Good news from the Supreme Court for a change. America may be entering into the community of civilized countries…Though it’s been a long and slow process, and we’ve still got a ways to go.
The 5-to-4 decision, arising from a Missouri case, holds that executing young killers violates “the evolving standards of decency that mark the progress of a maturing society,” and that American society has come to regard juveniles as less culpable than adult criminals.
The ruling, which acknowledged “the overwhelming weight of international opinion against the juvenile death penalty,” erases the death sentences imposed on about 70 defendants who were juveniles at the time they killed. Although 19 states nominally permit the execution of juvenile murderers, only Texas, Virginia and Oklahoma have executed any in the past decade.
Well, good for us. For once.
And on “International Death Penalty Abolition Day” of all days! Details on that and more at fine organizations here and here.

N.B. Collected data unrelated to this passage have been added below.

//! Rate Limit Middleware
//!
//! Guards mutation routes with the shared sliding-window limiter.

use std::net::SocketAddr;

use axum::{
    extract::{ConnectInfo, Request, State},
    http::HeaderMap,
    middleware::Next,
    response::Response,
};
use tracing::warn;

use super::handlers::AppState;
use crate::error::{GuardError, Result};

/// Header carrying the authenticated user's id, set by the auth layer
pub const USER_ID_HEADER: &str = "x-user-id";

const ANONYMOUS: &str = "anonymous";
const UNKNOWN_ORIGIN: &str = "unknown";

/// Builds the limiter key `"{origin}:{user}"` for a request.
///
/// The origin is the peer IP when the server was started with connect info,
/// otherwise `unknown`. The user falls back to `anonymous`.
pub fn limiter_key(peer: Option<SocketAddr>, headers: &HeaderMap) -> String {
    let origin = peer.map_or_else(|| UNKNOWN_ORIGIN.to_string(), |addr| addr.ip().to_string());
    let user = headers
        .get(USER_ID_HEADER)
        .and_then(|value| value.to_str().ok())
        .map(str::trim)
        .filter(|value| !value.is_empty())
        .unwrap_or(ANONYMOUS);

    format!("{origin}:{user}")
}

/// Rejects the request with 429 when its caller has exhausted the window.
pub async fn rate_limit_guard(
    State(state): State<AppState>,
    request: Request,
    next: Next,
) -> Result<Response> {
    let peer = request
        .extensions()
        .get::<ConnectInfo<SocketAddr>>()
        .map(|ConnectInfo(addr)| *addr);
    let key = limiter_key(peer, request.headers());

    if !state.limiter.is_allowed(&key) {
        warn!(%key, path = %request.uri().path(), "Rate limit exceeded");
        return Err(GuardError::RateLimited);
    }

    Ok(next.run(request).await)
}
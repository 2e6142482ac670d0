//! Error types for the request-handling layer
//!
//! The cache and the limiter are total and never fail; these errors only
//! describe what the HTTP layer reports to its callers.

use axum::{
    http::StatusCode,
    response::{IntoResponse, Response},
    Json,
};
use thiserror::Error;

use crate::models::ErrorResponse;

/// Message returned to callers turned away by the rate limiter.
pub const RATE_LIMIT_MESSAGE: &str = "Rate limit exceeded. Please try again later.";

// == Guard Error Enum ==
/// Unified error type for the HTTP layer.
#[derive(Error, Debug)]
pub enum GuardError {
    /// Caller exhausted its quota for the current window
    #[error("Rate limit exceeded. Please try again later.")]
    RateLimited,

    /// Invalid request data
    #[error("Invalid request: {0}")]
    InvalidRequest(String),

    /// Internal server error
    #[error("Internal error: {0}")]
    Internal(String),
}

// == IntoResponse Implementation ==
impl IntoResponse for GuardError {
    fn into_response(self) -> Response {
        let status = match &self {
            GuardError::RateLimited => StatusCode::TOO_MANY_REQUESTS,
            GuardError::InvalidRequest(_) => StatusCode::BAD_REQUEST,
            GuardError::Internal(_) => StatusCode::INTERNAL_SERVER_ERROR,
        };

        let body = Json(ErrorResponse::new(self.to_string()));

        (status, body).into_response()
    }
}

// == Result Type Alias ==
/// Convenience Result type for the HTTP layer.
pub type Result<T> = std::result::Result<T, GuardError>;
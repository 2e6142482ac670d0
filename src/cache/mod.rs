//! Cache Module
//!
//! Fixed-TTL in-memory cache for memoizing per-user aggregate results.

mod entry;
pub mod keys;
mod stats;
mod store;


// Re-export public types
pub use entry::CacheEntry;
pub use stats::CacheStats;
pub use store::ExpiringCache;

// == Public Constants ==
/// Default time-to-live for cached aggregates, in seconds
pub const DEFAULT_CACHE_TTL_SECS: u64 = 300;
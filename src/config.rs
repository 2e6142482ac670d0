//! Configuration Module
//!
//! Handles loading and managing server configuration from environment variables.

use std::env;
use std::str::FromStr;
use std::time::Duration;

use crate::cache::DEFAULT_CACHE_TTL_SECS;
use crate::rate_limit::{DEFAULT_MAX_REQUESTS, DEFAULT_WINDOW_SECS};

/// Server configuration parameters.
///
/// All values can be configured via environment variables with sensible defaults.
#[derive(Debug, Clone, PartialEq)]
pub struct Config {
    /// Time-to-live of cached aggregates, in seconds
    pub cache_ttl: u64,
    /// Requests admitted per key per window on mutation endpoints
    pub rate_limit_max_requests: usize,
    /// Rate-limit window length, in seconds
    pub rate_limit_window: u64,
    /// HTTP server port
    pub server_port: u16,
    /// Interval between background sweeps, in seconds
    pub cleanup_interval: u64,
}

impl Config {
    /// Creates a new Config by loading values from environment variables.
    ///
    /// # Environment Variables
    /// - `CACHE_TTL` - Cache TTL in seconds (default: 300, must be > 0)
    /// - `RATE_LIMIT_MAX_REQUESTS` - Requests per window (default: 30)
    /// - `RATE_LIMIT_WINDOW` - Window length in seconds (default: 60, must be > 0)
    /// - `SERVER_PORT` - HTTP server port (default: 3000)
    /// - `CLEANUP_INTERVAL` - Sweep frequency in seconds (default: 60, must be > 0)
    pub fn from_env() -> Self {
        let defaults = Self::default();
        Self {
            cache_ttl: positive_var("CACHE_TTL").unwrap_or(defaults.cache_ttl),
            rate_limit_max_requests: parse_var("RATE_LIMIT_MAX_REQUESTS")
                .unwrap_or(defaults.rate_limit_max_requests),
            rate_limit_window: positive_var("RATE_LIMIT_WINDOW")
                .unwrap_or(defaults.rate_limit_window),
            server_port: parse_var("SERVER_PORT").unwrap_or(defaults.server_port),
            cleanup_interval: positive_var("CLEANUP_INTERVAL")
                .unwrap_or(defaults.cleanup_interval),
        }
    }

    pub fn cache_ttl_duration(&self) -> Duration {
        Duration::from_secs(self.cache_ttl)
    }

    pub fn rate_limit_window_duration(&self) -> Duration {
        Duration::from_secs(self.rate_limit_window)
    }
}

impl Default for Config {
    fn default() -> Self {
        Self {
            cache_ttl: DEFAULT_CACHE_TTL_SECS,
            rate_limit_max_requests: DEFAULT_MAX_REQUESTS,
            rate_limit_window: DEFAULT_WINDOW_SECS,
            server_port: 3000,
            cleanup_interval: 60,
        }
    }
}

fn parse_var<T: FromStr>(name: &str) -> Option<T> {
    env::var(name).ok().and_then(|v| v.trim().parse().ok())
}

fn positive_var(name: &str) -> Option<u64> {
    parse_var(name).filter(|v: &u64| *v > 0)
}
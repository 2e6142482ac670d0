//! Sweep Tasks
//!
//! Background tasks that periodically reclaim memory from the cache and the
//! rate limiter. Neither component depends on these for correctness; they
//! only bound the growth of keys that are never touched again.

use std::sync::Arc;
use std::time::Duration;

use tokio::task::JoinHandle;
use tracing::{debug, info};

use crate::cache::ExpiringCache;
use crate::rate_limit::SlidingWindowLimiter;

/// Spawns a task that drops expired cache entries every
/// `cleanup_interval_secs` seconds.
///
/// The returned handle can be aborted during graceful shutdown.
pub fn spawn_cache_sweeper<V>(
    cache: Arc<ExpiringCache<V>>,
    cleanup_interval_secs: u64,
) -> JoinHandle<()>
where
    V: Clone + Send + 'static,
{
    let interval = Duration::from_secs(cleanup_interval_secs);

    tokio::spawn(async move {
        info!(
            "Starting cache sweep task with interval of {} seconds",
            cleanup_interval_secs
        );

        loop {
            tokio::time::sleep(interval).await;

            let removed = cache.cleanup_expired();
            if removed > 0 {
                info!("Cache sweep: removed {} expired entries", removed);
            } else {
                debug!("Cache sweep: no expired entries found");
            }
        }
    })
}

/// Spawns a task that prunes the rate limiter every
/// `cleanup_interval_secs` seconds, dropping keys with no recent requests.
pub fn spawn_limiter_sweeper(
    limiter: Arc<SlidingWindowLimiter>,
    cleanup_interval_secs: u64,
) -> JoinHandle<()> {
    let interval = Duration::from_secs(cleanup_interval_secs);

    tokio::spawn(async move {
        info!(
            "Starting rate limiter sweep task with interval of {} seconds",
            cleanup_interval_secs
        );

        loop {
            tokio::time::sleep(interval).await;

            let removed = limiter.cleanup();
            if removed > 0 {
                info!("Rate limiter sweep: dropped {} idle keys", removed);
            } else {
                debug!(
                    "Rate limiter sweep: {} keys still active",
                    limiter.tracked_keys()
                );
            }
        }
    })
}
//! API Routes
//!
//! Configures the Axum router with all guard service endpoints.

use axum::{
    middleware,
    routing::{delete, get, post},
    Router,
};
use tower_http::{
    cors::{Any, CorsLayer},
    trace::TraceLayer,
};

use super::handlers::{
    health_handler, invalidate_handler, invalidate_user_handler, stats_handler, AppState,
};
use super::middleware::rate_limit_guard;

/// Creates the main router with all endpoints configured.
///
/// # Endpoints
/// - `GET /health` - Health check endpoint
/// - `GET /stats` - Cache and rate limiter statistics
/// - `POST /cache/invalidate` - Drop entries by pattern (rate limited)
/// - `DELETE /cache/users/:user_id` - Drop one user's aggregates (rate limited)
///
/// # Middleware
/// - Rate limit: one shared limiter over every mutation route
/// - CORS: Allows any origin (configurable for production)
/// - Tracing: Logs all requests for debugging
pub fn create_router(state: AppState) -> Router {
    let cors = CorsLayer::new()
        .allow_origin(Any)
        .allow_methods(Any)
        .allow_headers(Any);

    let mutations = Router::new()
        .route("/cache/invalidate", post(invalidate_handler))
        .route("/cache/users/:user_id", delete(invalidate_user_handler))
        .route_layer(middleware::from_fn_with_state(
            state.clone(),
            rate_limit_guard,
        ));

    Router::new()
        .route("/health", get(health_handler))
        .route("/stats", get(stats_handler))
        .merge(mutations)
        .layer(cors)
        .layer(TraceLayer::new_for_http())
        .with_state(state)
}
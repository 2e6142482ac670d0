//! API Handlers
//!
//! HTTP request handlers for the guard service endpoints.

use std::sync::Arc;

use axum::{
    extract::{Path, State},
    Json,
};
use serde_json::Value;
use tracing::info;

use crate::cache::{keys, ExpiringCache};
use crate::config::Config;
use crate::error::{GuardError, Result};
use crate::models::{
    CacheStatsResponse, HealthResponse, InvalidateRequest, InvalidateResponse,
    RateLimitStatsResponse, StatsResponse,
};
use crate::rate_limit::SlidingWindowLimiter;

/// Application state shared across all handlers.
///
/// Both components synchronize internally, so they are shared through a
/// plain `Arc` without an outer lock.
#[derive(Clone)]
pub struct AppState {
    /// Cache for aggregate JSON payloads
    pub cache: Arc<ExpiringCache<Value>>,
    /// Limiter guarding every mutation endpoint
    pub limiter: Arc<SlidingWindowLimiter>,
}

impl AppState {
    pub fn new(cache: ExpiringCache<Value>, limiter: SlidingWindowLimiter) -> Self {
        Self {
            cache: Arc::new(cache),
            limiter: Arc::new(limiter),
        }
    }

    /// Creates a new AppState from configuration.
    pub fn from_config(config: &Config) -> Self {
        Self::new(
            ExpiringCache::new(config.cache_ttl_duration()),
            SlidingWindowLimiter::new(
                config.rate_limit_max_requests,
                config.rate_limit_window_duration(),
            ),
        )
    }

    /// Drops every cached aggregate belonging to `user_id`.
    ///
    /// Called after any write that changes that user's expenses or
    /// investments.
    pub fn invalidate_user(&self, user_id: i64) -> usize {
        self.cache.invalidate(Some(keys::user_scope(user_id).as_str()))
    }
}

/// Handler for GET /health
pub async fn health_handler() -> Json<HealthResponse> {
    Json(HealthResponse::healthy())
}

/// Handler for GET /stats
///
/// Reports cache and rate limiter counters.
pub async fn stats_handler(State(state): State<AppState>) -> Json<StatsResponse> {
    let cache = CacheStatsResponse::new(
        &state.cache.stats(),
        state.cache.live_size(),
        state.cache.ttl().as_secs(),
    );
    let rate_limit = RateLimitStatsResponse::new(
        &state.limiter.stats(),
        state.limiter.max_requests(),
        state.limiter.window().as_secs(),
    );

    Json(StatsResponse { cache, rate_limit })
}

/// Handler for POST /cache/invalidate
///
/// Drops cached entries whose key contains the pattern, or all of them.
pub async fn invalidate_handler(
    State(state): State<AppState>,
    Json(req): Json<InvalidateRequest>,
) -> Result<Json<InvalidateResponse>> {
    if let Some(error_msg) = req.validate() {
        return Err(GuardError::InvalidRequest(error_msg));
    }

    let pattern = req.pattern.as_deref();
    let removed = state.cache.invalidate(pattern);
    info!(?pattern, removed, "Cache invalidated");

    Ok(Json(InvalidateResponse::new(pattern, removed)))
}

/// Handler for DELETE /cache/users/:user_id
///
/// Drops every cached aggregate of one user.
pub async fn invalidate_user_handler(
    State(state): State<AppState>,
    Path(user_id): Path<i64>,
) -> Json<InvalidateResponse> {
    let removed = state.invalidate_user(user_id);
    info!(user_id, removed, "User aggregates invalidated");

    let scope = keys::user_scope(user_id);
    Json(InvalidateResponse::new(Some(scope.as_str()), removed))
}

I am always amazed when this particular Supreme Court manages to do the right thing.
If only they had ruled correctly on Gore vs Boosh……..
Terri…Gore v. Bush was decided before arguments were heard, making it a political decision, not a legal one. Scalia gave a news briefing on a Saturday (the court was to hear the lawyers speak the following Monday) in which he announced what the final vote would be, 5-4 to overturn the Florida Supreme Court and deny a recount. The legal issues were irrelevant. I would have voted to impeach Scalia for failing to uphold his sworn duty and reserve judgment until arguments were heard.
The death penalty ruling will further isolate Texas as a state that practices Wild West justice. Even a blind squirrel finds an acorn once in a while.
I saw a quasi-debate between Scalia and Kennedy concerning the issue of taking into consideration the social concerns and ideas of the rest of the world. That issue is woven thru the fabric of this opinion.
In that debate Kennedy intimated that we are neighbors in a world community and need to notice that we have neighbors and their feelings and thoughts ought to be considered.
Scalia ranted his same old ideology of anti-social selfishness the current administration is preaching at the end of a gun.
Thankfully sanity prevailed.
In another case which is contrary to neocon ideology a Federal District Court has ruled that the president does not have the authority to hold a citizen within the United States who is not actually in combat to be an "enemy combatant". (decision here).
The government doesn’t even claim these people are combatants. They don’t claim anything, in fact. They’ll hold them as long as they see fit, without offering them access to an attorney and without charging them with anything. They don’t distinguish between real suspects and innocent people who might happen to know something they can be tortured to reveal.
This is martial law, I believe, except without a suspension of habeus corpus, certiorari, mandamus and other writs I don’t really understand. It looks as if we’re going to have a turf war between the executive and judicial branches of government, because Bush et al. are appealing the ruling, and aren’t likely to obey the court if they lose.
If we go on the premise that the juvenile death penalty is unconstitutional, then what about the "mentally challenged" people whose IQ’s are that of a child? Why are these people still being put to death? Just because they are of a physical age of 18 years or older does not necessarily mean they are any more mentally developed than a juvenile.
For every step taken forward, many more lie ahead….
#5, …many more steps ahead…
Just one. No death penalty whatsoever. End of problem.
No death penalty whatsoever? What a concept!
If we stopped executing guilty people here, we might have to stop executing innocent people elsewhere.
Winter P #7 –
Not a chance. They’re not really "people," remember. But a nice thought just the same.
We’ve finally caught up to such civilized countries as Pakistan, Saudi Arabia and Iran. I feel proud to be ‘Murikan today.
Glory be! What a day!
The government is not going to be murdering children in our own country!
Brett #5
I may be wrong, but I thought I heard on NPR’s Supreme Court coverage yesterday that the retarded/mentally disabled were no longer executed in the U.S. by way of a previous Supreme Court decision.
It is amazing and sickening to know that this country was the last in the world to sanction the killing of children. For me the death penalty is a deeply complicated issue but…….
just having the possibility that innocent people would be put to death by error is the only reason I need to advocate abolishing it, and innocents have been put to death in the past.
One more thing……Scalia is a Nazi scumbag.